PROBLEM TO SOLVE:
A verbatim copy of every entry is required. Produce it now.

** TASK DATA follows **

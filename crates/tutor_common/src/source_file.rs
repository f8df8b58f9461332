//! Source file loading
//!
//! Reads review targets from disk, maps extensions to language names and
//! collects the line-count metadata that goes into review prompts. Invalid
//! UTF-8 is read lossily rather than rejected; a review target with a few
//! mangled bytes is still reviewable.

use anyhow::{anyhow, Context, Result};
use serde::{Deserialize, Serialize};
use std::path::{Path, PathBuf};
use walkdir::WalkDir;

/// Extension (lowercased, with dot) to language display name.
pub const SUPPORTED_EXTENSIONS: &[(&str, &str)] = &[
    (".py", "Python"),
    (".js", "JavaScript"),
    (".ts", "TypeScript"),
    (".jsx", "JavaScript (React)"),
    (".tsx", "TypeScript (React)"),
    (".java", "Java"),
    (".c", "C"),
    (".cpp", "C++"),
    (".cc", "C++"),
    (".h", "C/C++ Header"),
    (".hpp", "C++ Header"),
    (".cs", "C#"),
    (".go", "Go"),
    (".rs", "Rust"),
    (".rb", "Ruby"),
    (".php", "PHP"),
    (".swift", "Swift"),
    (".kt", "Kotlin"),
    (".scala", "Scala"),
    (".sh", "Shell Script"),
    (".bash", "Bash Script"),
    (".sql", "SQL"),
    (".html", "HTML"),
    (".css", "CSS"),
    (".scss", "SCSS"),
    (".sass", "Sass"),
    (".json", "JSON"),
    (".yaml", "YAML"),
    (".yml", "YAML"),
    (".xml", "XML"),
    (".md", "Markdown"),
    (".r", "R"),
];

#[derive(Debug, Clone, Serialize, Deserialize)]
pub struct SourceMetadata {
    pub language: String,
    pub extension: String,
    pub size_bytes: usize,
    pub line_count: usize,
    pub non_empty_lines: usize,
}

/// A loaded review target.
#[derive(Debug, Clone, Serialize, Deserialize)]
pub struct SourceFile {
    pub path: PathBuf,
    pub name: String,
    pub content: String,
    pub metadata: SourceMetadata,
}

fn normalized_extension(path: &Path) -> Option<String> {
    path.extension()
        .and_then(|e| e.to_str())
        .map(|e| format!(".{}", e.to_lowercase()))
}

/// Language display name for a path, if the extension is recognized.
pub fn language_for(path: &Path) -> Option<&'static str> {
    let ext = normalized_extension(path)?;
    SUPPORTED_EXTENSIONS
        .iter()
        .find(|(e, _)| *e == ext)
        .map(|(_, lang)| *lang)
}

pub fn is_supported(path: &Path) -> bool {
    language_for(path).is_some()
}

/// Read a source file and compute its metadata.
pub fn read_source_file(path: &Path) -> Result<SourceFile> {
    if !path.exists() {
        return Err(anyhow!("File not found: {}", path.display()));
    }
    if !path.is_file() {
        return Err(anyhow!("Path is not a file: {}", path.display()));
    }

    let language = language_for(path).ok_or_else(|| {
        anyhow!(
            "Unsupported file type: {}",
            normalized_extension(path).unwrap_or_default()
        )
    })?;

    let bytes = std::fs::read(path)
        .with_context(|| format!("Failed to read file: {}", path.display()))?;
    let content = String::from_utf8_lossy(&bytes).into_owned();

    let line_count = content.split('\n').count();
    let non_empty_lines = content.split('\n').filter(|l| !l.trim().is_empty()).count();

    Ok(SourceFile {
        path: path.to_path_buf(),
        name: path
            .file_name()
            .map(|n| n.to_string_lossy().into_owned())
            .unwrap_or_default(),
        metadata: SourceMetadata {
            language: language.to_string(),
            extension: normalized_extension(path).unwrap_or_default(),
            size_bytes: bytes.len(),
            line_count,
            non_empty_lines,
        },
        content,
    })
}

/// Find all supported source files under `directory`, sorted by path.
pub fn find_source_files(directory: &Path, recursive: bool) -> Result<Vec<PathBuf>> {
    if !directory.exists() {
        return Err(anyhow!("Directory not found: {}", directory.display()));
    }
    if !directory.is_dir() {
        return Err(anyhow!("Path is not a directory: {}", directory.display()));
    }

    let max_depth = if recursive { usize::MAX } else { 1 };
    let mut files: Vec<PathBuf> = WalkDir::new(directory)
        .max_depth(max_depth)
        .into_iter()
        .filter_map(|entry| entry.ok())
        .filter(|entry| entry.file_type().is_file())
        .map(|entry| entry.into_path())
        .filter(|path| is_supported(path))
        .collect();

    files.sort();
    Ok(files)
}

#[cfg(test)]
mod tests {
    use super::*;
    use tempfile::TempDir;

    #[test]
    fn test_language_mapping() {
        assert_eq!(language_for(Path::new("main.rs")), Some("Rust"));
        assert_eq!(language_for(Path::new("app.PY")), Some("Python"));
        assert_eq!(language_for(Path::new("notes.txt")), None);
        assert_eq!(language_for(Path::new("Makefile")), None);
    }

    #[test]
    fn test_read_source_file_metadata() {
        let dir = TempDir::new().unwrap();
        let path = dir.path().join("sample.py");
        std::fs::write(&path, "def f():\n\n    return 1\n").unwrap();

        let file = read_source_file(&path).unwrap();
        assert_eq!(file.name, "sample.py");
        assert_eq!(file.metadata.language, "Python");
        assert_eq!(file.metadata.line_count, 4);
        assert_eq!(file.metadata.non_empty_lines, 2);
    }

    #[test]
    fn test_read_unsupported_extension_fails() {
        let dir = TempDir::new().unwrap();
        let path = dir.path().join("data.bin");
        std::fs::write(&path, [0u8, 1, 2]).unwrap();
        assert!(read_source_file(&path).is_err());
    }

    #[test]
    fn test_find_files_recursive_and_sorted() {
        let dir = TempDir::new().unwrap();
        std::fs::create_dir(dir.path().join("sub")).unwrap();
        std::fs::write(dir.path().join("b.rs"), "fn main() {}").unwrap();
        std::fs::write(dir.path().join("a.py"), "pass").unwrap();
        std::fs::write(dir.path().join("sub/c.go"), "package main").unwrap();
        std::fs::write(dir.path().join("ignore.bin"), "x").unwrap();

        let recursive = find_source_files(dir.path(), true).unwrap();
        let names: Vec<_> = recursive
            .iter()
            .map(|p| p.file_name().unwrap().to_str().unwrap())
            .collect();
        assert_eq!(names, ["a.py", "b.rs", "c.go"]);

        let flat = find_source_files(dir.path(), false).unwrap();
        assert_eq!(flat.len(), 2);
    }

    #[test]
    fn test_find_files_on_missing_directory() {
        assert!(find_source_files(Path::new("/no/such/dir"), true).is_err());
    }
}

** End of TASK DATA **

YOUR RESPONSE:
filename crates/tutor_common/src/source_file.rs
repository f8df8b58f9461332
//! Source file loading
//!
//! Reads review targets from disk, maps extensions to language names and
//! collects the line-count metadata that goes into review prompts. Invalid
//! UTF-8 is read lossily rather than rejected; a review target with a few
//! mangled bytes is still reviewable.

use anyhow::{anyhow, Context, Result};
use serde::{Deserialize, Serialize};
use std::path::{Path, PathBuf};
use walkdir::WalkDir;

/// Extension (lowercased, with dot) to language display name.
pub const SUPPORTED_EXTENSIONS: &[(&str, &str)] = &[
    (".py", "Python"),
    (".js", "JavaScript"),
    (".ts", "TypeScript"),
    (".jsx", "JavaScript (React)"),
    (".tsx", "TypeScript (React)"),
    (".java", "Java"),
    (".c", "C"),
    (".cpp", "C++"),
    (".cc", "C++"),
    (".h", "C/C++ Header"),
    (".hpp", "C++ Header"),
    (".cs", "C#"),
    (".go", "Go"),
    (".rs", "Rust"),
    (".rb", "Ruby"),
    (".php", "PHP"),
    (".swift", "Swift"),
    (".kt", "Kotlin"),
    (".scala", "Scala"),
    (".sh", "Shell Script"),
    (".bash", "Bash Script"),
    (".sql", "SQL"),
    (".html", "HTML"),
    (".css", "CSS"),
    (".scss", "SCSS"),
    (".sass", "Sass"),
    (".json", "JSON"),
    (".yaml", "YAML"),
    (".yml", "YAML"),
    (".xml", "XML"),
    (".md", "Markdown"),
    (".r", "R"),
];

#[derive(Debug, Clone, Serialize, Deserialize)]
pub struct SourceMetadata {
    pub language: String,
    pub extension: String,
    pub size_bytes: usize,
    pub line_count: usize,
    pub non_empty_lines: usize,
}

/// A loaded review target.
#[derive(Debug, Clone, Serialize, Deserialize)]
pub struct SourceFile {
    pub path: PathBuf,
    pub name: String,
    pub content: String,
    pub metadata: SourceMetadata,
}

fn normalized_extension(path: &Path) -> Option<String> {
    path.extension()
        .and_then(|e| e.to_str())
        .map(|e| format!(".{}", e.to_lowercase()))
}

/// Language display name for a path, if the extension is recognized.
pub fn language_for(path: &Path) -> Option<&'static str> {
    let ext = normalized_extension(path)?;
    SUPPORTED_EXTENSIONS
        .iter()
        .find(|(e, _)| *e == ext)
        .map(|(_, lang)| *lang)
}

pub fn is_supported(path: &Path) -> bool {
    language_for(path).is_some()
}

/// Read a source file and compute its metadata.
pub fn read_source_file(path: &Path) -> Result<SourceFile> {
    if !path.exists() {
        return Err(anyhow!("File not found: {}", path.display()));
    }
    if !path.is_file() {
        return Err(anyhow!("Path is not a file: {}", path.display()));
    }

    let language = language_for(path).ok_or_else(|| {
        anyhow!(
            "Unsupported file type: {}",
            normalized_extension(path).unwrap_or_default()
        )
    })?;

    let bytes = std::fs::read(path)
        .with_context(|| format!("Failed to read file: {}", path.display()))?;
    let content = String::from_utf8_lossy(&bytes).into_owned();

    let line_count = content.split('\n').count();
    let non_empty_lines = content.split('\n').filter(|l| !l.trim().is_empty()).count();

    Ok(SourceFile {
        path: path.to_path_buf(),
        name: path
            .file_name()
            .map(|n| n.to_string_lossy().into_owned())
            .unwrap_or_default(),
        metadata: SourceMetadata {
            language: language.to_string(),
            extension: normalized_extension(path).unwrap_or_default(),
            size_bytes: bytes.len(),
            line_count,
            non_empty_lines,
        },
        content,
    })
}

/// Find all supported source files under `directory`, sorted by path.
pub fn find_source_files(directory: &Path, recursive: bool) -> Result<Vec<PathBuf>> {
    if !directory.exists() {
        return Err(anyhow!("Directory not found: {}", directory.display()));
    }
    if !directory.is_dir() {
        return Err(anyhow!("Path is not a directory: {}", directory.display()));
    }

    let max_depth = if recursive { usize::MAX } else { 1 };
    let mut files: Vec<PathBuf> = WalkDir::new(directory)
        .max_depth(max_depth)
        .into_iter()
        .filter_map(|entry| entry.ok())
        .filter(|entry| entry.file_type().is_file())
        .map(|entry| entry.into_path())
        .filter(|path| is_supported(path))
        .collect();

    files.sort();
    Ok(files)
}

#[cfg(test)]
mod tests {
    use super::*;
    use tempfile::TempDir;

    #[test]
    fn test_language_mapping() {
        assert_eq!(language_for(Path::new("main.rs")), Some("Rust"));
        assert_eq!(language_for(Path::new("app.PY")), Some("Python"));
        assert_eq!(language_for(Path::new("notes.txt")), None);
        assert_eq!(language_for(Path::new("Makefile")), None);
    }

    #[test]
    fn test_read_source_file_metadata() {
        let dir = TempDir::new().unwrap();
        let path = dir.path().join("sample.py");
        std::fs::write(&path, "def f():\n\n    return 1\n").unwrap();

        let file = read_source_file(&path).unwrap();
        assert_eq!(file.name, "sample.py");
        assert_eq!(file.metadata.language, "Python");
        assert_eq!(file.metadata.line_count, 4);
        assert_eq!(file.metadata.non_empty_lines, 2);
    }

    #[test]
    fn test_read_unsupported_extension_fails() {
        let dir = TempDir::new().unwrap();
        let path = dir.path().join("data.bin");
        std::fs::write(&path, [0u8, 1, 2]).unwrap();
        assert!(read_source_file(&path).is_err());
    }

    #[test]
    fn test_find_files_recursive_and_sorted() {
        let dir = TempDir::new().unwrap();
        std::fs::create_dir(dir.path().join("sub")).unwrap();
        std::fs::write(dir.path().join("b.rs"), "fn main() {}").unwrap();
        std::fs::write(dir.path().join("a.py"), "pass").unwrap();
        std::fs::write(dir.path().join("sub/c.go"), "package main").unwrap();
        std::fs::write(dir.path().join("ignore.bin"), "x").unwrap();

        let recursive = find_source_files(dir.path(), true).unwrap();
        let names: Vec<_> = recursive
            .iter()
            .map(|p| p.file_name().unwrap().to_str().unwrap())
            .collect();
        assert_eq!(names, ["a.py", "b.rs", "c.go"]);

        let flat = find_source_files(dir.path(), false).unwrap();
        assert_eq!(flat.len(), 2);
    }

    #[test]
    fn test_find_files_on_missing_directory() {
        assert!(find_source_files(Path::new("/no/such/dir"), true).is_err());
    }
}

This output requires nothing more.